Esta vía ontológica por la que opta Foucault y que tiene como blanco de reflexión el ser que somos, renuncia a toda esencia o sustancialidad fundante de lo humano en sentido tradicional, para hablar de un ser configurado históricamente por prácticas discursivas y no discursivas atravesadas por relaciones de poder, dando así paso al análisis histórico de lo que somos en un momento definido con el fin de llevarnos a la toma de conciencia de los límites que nos constituyen para trastocarlos y abrir camino a la diferencia.
Hacernos cargo de esta postura foucaultiana en torno a Hegel, como lo pretende el presente escrito, nos lleva a ubicar de lleno a Hegel en dicha línea de pensamiento crítico que adopta la forma de una ontología de nosotros mismos, añadiendo, además, que anticipa el tono transgresivo que dicha ontología cobra en Foucault, aunque sin pretender, desde luego, su identificación. Ello nos obliga, en consecuencia, abandonar cualquier significado metafísico o teológico atribuible al pensamiento hegeliano, y sostener que, en el contexto de este pensamiento, el Espíritu y su objetivación no refieren a otra cosa que a las prácticas sociales que generan distintos órdenes de racionalidad o sentido como gran obra de arte colectiva con validez transitoria y precaria que comprende el conjunto de manifestaciones simbólico-culturales institucionalizadas de un tiempo histórico definido.

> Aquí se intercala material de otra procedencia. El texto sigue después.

//! Error types for the Overseer control plane

use thiserror::Error;

pub type Result<T> = std::result::Result<T, OverseerError>;

#[derive(Error, Debug)]
pub enum OverseerError {
    #[error("Agent already tracked: {agent_id}")]
    DuplicateAgent { agent_id: String },

    #[error("Agent not found: {agent_id}")]
    AgentNotFound { agent_id: String },

    #[error("Agent unreachable: {agent_id} (hostname and ip both failed)")]
    UnreachableAgent { agent_id: String },

    #[error("Unknown component role '{role}' on node {node_id}")]
    UnknownComponentRole { node_id: String, role: String },

    #[error("Edge references unknown node: {node_id}")]
    UnknownNode { node_id: String },

    #[error("Duplicate node identifier: {node_id}")]
    DuplicateNode { node_id: String },

    #[error("Pipeline graph has no nodes")]
    EmptyGraph,

    #[error("Invalid configuration: {reason}")]
    InvalidConfig { reason: String },

    #[error("Storage operation failed: {reason}")]
    Storage { reason: String },

    #[error("Metrics fetch from {url} failed: {reason}")]
    Fetch { url: String, reason: String },

    #[error("Config push to agent {agent_id} failed: {reason}")]
    Distribution { agent_id: String, reason: String },

    #[error("Rendering failed: {reason}")]
    Render { reason: String },

    #[error("Serialization error: {source}")]
    SerializationError {
        #[from]
        source: serde_json::Error,
    },
}

impl OverseerError {
    pub fn duplicate_agent(agent_id: impl Into<String>) -> Self {
        Self::DuplicateAgent {
            agent_id: agent_id.into(),
        }
    }

    pub fn agent_not_found(agent_id: impl Into<String>) -> Self {
        Self::AgentNotFound {
            agent_id: agent_id.into(),
        }
    }

    pub fn invalid_config(reason: impl Into<String>) -> Self {
        Self::InvalidConfig {
            reason: reason.into(),
        }
    }

    pub fn storage(reason: impl Into<String>) -> Self {
        Self::Storage {
            reason: reason.into(),
        }
    }

    pub fn fetch(url: impl Into<String>, reason: impl ToString) -> Self {
        Self::Fetch {
            url: url.into(),
            reason: reason.to_string(),
        }
    }

    /// Errors caused by a malformed pipeline graph. These are the caller's
    /// fault and never leave a partial result behind.
    pub fn is_graph_error(&self) -> bool {
        matches!(
            self,
            Self::UnknownComponentRole { .. }
                | Self::UnknownNode { .. }
                | Self::DuplicateNode { .. }
                | Self::EmptyGraph
        )
    }
}

#[cfg(test)]
mod tests {
    use super::*;

    #[test]
    fn test_messages_carry_identifiers() {
        let err = OverseerError::duplicate_agent("a1");
        assert!(err.to_string().contains("a1"));

        let err = OverseerError::UnknownComponentRole {
            node_id: "7".to_string(),
            role: "foo".to_string(),
        };
        assert!(err.to_string().contains("foo"));
        assert!(err.to_string().contains('7'));
    }

    #[test]
    fn test_graph_error_classification() {
        assert!(OverseerError::EmptyGraph.is_graph_error());
        assert!(OverseerError::UnknownNode {
            node_id: "x".to_string()
        }
        .is_graph_error());
        assert!(!OverseerError::agent_not_found("a1").is_graph_error());
        assert!(!OverseerError::storage("disk full").is_graph_error());
    }
}
//! Metrics rows written by the fleet monitor

use crate::agent::{AgentId, AgentState};
use chrono::{DateTime, Utc};
use serde::{Deserialize, Serialize};

/// Latest known throughput of one agent. One row per agent, upserted on
/// every check.
#[derive(Debug, Clone, PartialEq, Serialize, Deserialize)]
pub struct AggregatedAgentMetrics {
    pub agent_id: AgentId,
    /// Exported log records during the last interval
    pub logs_rate: f64,
    /// Exported spans during the last interval
    pub traces_rate: f64,
    /// Exported metric points during the last interval
    pub metrics_rate: f64,
    /// Cumulative bytes sent by the agent's exporters
    pub bytes_sent: u64,
    /// Cumulative bytes received by the agent's receivers
    pub bytes_received: u64,
    pub status: AgentState,
    pub updated_at: DateTime<Utc>,
}

impl AggregatedAgentMetrics {
    /// Row for an agent that has not produced a successful sample yet.
    pub fn empty(agent_id: impl Into<AgentId>, status: AgentState) -> Self {
        Self {
            agent_id: agent_id.into(),
            logs_rate: 0.0,
            traces_rate: 0.0,
            metrics_rate: 0.0,
            bytes_sent: 0,
            bytes_received: 0,
            status,
            updated_at: Utc::now(),
        }
    }
}

/// Point-in-time sample, appended once per successful check.
#[derive(Debug, Clone, PartialEq, Serialize, Deserialize)]
pub struct RealtimeAgentMetrics {
    pub agent_id: AgentId,
    pub logs_rate: f64,
    pub traces_rate: f64,
    pub metrics_rate: f64,
    pub bytes_sent: u64,
    pub bytes_received: u64,
    /// Process CPU utilisation in percent of one core
    pub cpu_utilization: f64,
    /// Resident memory in bytes
    pub memory_bytes: u64,
    pub recorded_at: DateTime<Utc>,
}
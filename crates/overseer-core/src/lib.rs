//! # Overseer Core
//!
//! Core types shared by every Overseer crate: the agent and metrics rows the
//! fleet monitor persists, the pipeline graph the compiler consumes and the
//! compiled configuration it produces, plus configuration and errors.

pub mod agent;
pub mod config;
pub mod error;
pub mod metrics;
pub mod pipeline;

pub use agent::{AgentId, AgentRecord, AgentState};
pub use config::{DistributionConfig, MonitorConfig, PlatformConfig};
pub use error::{OverseerError, Result};
pub use metrics::{AggregatedAgentMetrics, RealtimeAgentMetrics};
pub use pipeline::{
    CompiledConfig, ComponentRole, Edge, Node, NodeId, PipelineGraph, PipelineSpec, SignalKind,
    TelemetryConfig,
};

/// Current Overseer version for compatibility checks
pub const VERSION: &str = env!("CARGO_PKG_VERSION");

/// Overseer build information for telemetry and debugging
pub const BUILD_INFO: &str = concat!(
    "Overseer ",
    env!("CARGO_PKG_VERSION"),
    " (",
    env!("CARGO_PKG_NAME"),
    ")"
);

/// Standard API endpoints for Overseer services
pub mod endpoints {
    pub const HEALTH: &str = "/health";
    pub const METRICS: &str = "/metrics";
    pub const API_V1_AGENTS: &str = "/api/v1/agents";
    pub const API_V1_AGENT: &str = "/api/v1/agents/{id}";
    pub const API_V1_AGENT_METRICS: &str = "/api/v1/agents/{id}/metrics";
    pub const API_V1_PIPELINES: &str = "/api/v1/pipelines";
    pub const API_V1_PIPELINES_COMPILE: &str = "/api/v1/pipelines/compile";
    pub const API_V1_PIPELINES_DEPLOY: &str = "/api/v1/pipelines/deploy";
}
//! Prometheus text exposition parsing

use prometheus_parse::{Scrape, Value};
use std::collections::HashMap;
use std::io;
use tracing::debug;

/// Self-metric names published by the collector runtime.
pub mod names {
    pub const SENT_LOG_RECORDS: &str = "otelcol_exporter_sent_log_records";
    pub const SENT_SPANS: &str = "otelcol_exporter_sent_spans";
    pub const SENT_METRIC_POINTS: &str = "otelcol_exporter_sent_metric_points";
    pub const SENT_BYTES: &str = "otelcol_exporter_sent_bytes";
    pub const RECEIVED_BYTES: &str = "otelcol_receiver_received_bytes";
    pub const PROCESS_CPU_SECONDS: &str = "otelcol_process_cpu_seconds";
    pub const PROCESS_MEMORY_RSS: &str = "otelcol_process_memory_rss";
}

/// Metric family name to value. Label series of one family are summed, so a
/// counter split by exporter reads as the fleet-wide total for that agent.
#[derive(Debug, Clone, Default, PartialEq)]
pub struct MetricSet {
    values: HashMap<String, f64>,
}

impl MetricSet {
    /// Value of `name` (or `name_total`); missing metrics read as zero.
    pub fn get(&self, name: &str) -> f64 {
        self.lookup(name).unwrap_or(0.0)
    }

    pub fn lookup(&self, name: &str) -> Option<f64> {
        self.values
            .get(name)
            .or_else(|| self.values.get(&format!("{name}_total")))
            .copied()
    }

    pub fn len(&self) -> usize {
        self.values.len()
    }

    pub fn is_empty(&self) -> bool {
        self.values.is_empty()
    }

    fn add(&mut self, name: &str, value: f64) {
        *self.values.entry(name.to_string()).or_insert(0.0) += value;
    }
}

impl FromIterator<(String, f64)> for MetricSet {
    fn from_iter<I: IntoIterator<Item = (String, f64)>>(iter: I) -> Self {
        let mut set = MetricSet::default();
        for (name, value) in iter {
            set.add(&name, value);
        }
        set
    }
}

/// Parse a text exposition payload. Histogram and summary families and
/// non-finite samples are dropped; every other sample is folded into its
/// metric name regardless of labels.
pub fn parse_exposition(text: &str) -> io::Result<MetricSet> {
    let scrape = Scrape::parse(text.lines().map(|line| Ok(line.to_string())))?;
    let mut set = MetricSet::default();
    for sample in scrape.samples {
        match sample.value {
            Value::Counter(v) | Value::Gauge(v) | Value::Untyped(v) if v.is_finite() => {
                set.add(&sample.metric, v)
            }
            _ => debug!(metric = %sample.metric, "skipping non-scalar or non-finite sample"),
        }
    }
    Ok(set)
}

/// The values one health check extracts from an agent.
#[derive(Debug, Clone, Copy, Default, PartialEq)]
pub struct CollectorSample {
    pub sent_log_records: f64,
    pub sent_spans: f64,
    pub sent_metric_points: f64,
    pub bytes_sent: f64,
    pub bytes_received: f64,
    pub cpu_seconds: f64,
    pub memory_rss_bytes: f64,
}

impl CollectorSample {
    pub fn from_metrics(set: &MetricSet) -> Self {
        Self {
            sent_log_records: set.get(names::SENT_LOG_RECORDS),
            sent_spans: set.get(names::SENT_SPANS),
            sent_metric_points: set.get(names::SENT_METRIC_POINTS),
            bytes_sent: set.get(names::SENT_BYTES),
            bytes_received: set.get(names::RECEIVED_BYTES),
            cpu_seconds: set.get(names::PROCESS_CPU_SECONDS),
            memory_rss_bytes: set.get(names::PROCESS_MEMORY_RSS),
        }
    }
}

Esta razón que el espíritu tiene es intuida, finalmente, por él como la razón que es o como la razón que es realmente en él y que es su mundo, y entonces el espíritu es en su verdad; es el espíritu, es la esencia ética real. El espíritu es la vida ética de un pueblo en tanto que es la verdad inmediata; el individuo que es un mundo.[2]
El sentido compartido se despliega en el nosotros histórico y remite a la interacción dinámica de las individualidades en su finitud consustancial y su carencia de fondo sólido, ellas son quienes mediante su praxis configuran una gran trama de necesidad objetiva que funda las diversas racionalidades históricas, sólo en el seno de las cuales alcanza cada individuo identidad y figura. El mundo institucionalizado que pone orden a los conflictos humanos es forjado, así, de manera intersubjetiva, pero se ve continuamente rebasado por esta misma dinámica que crea nuevos órdenes de normatividad y sentido en apertura constante.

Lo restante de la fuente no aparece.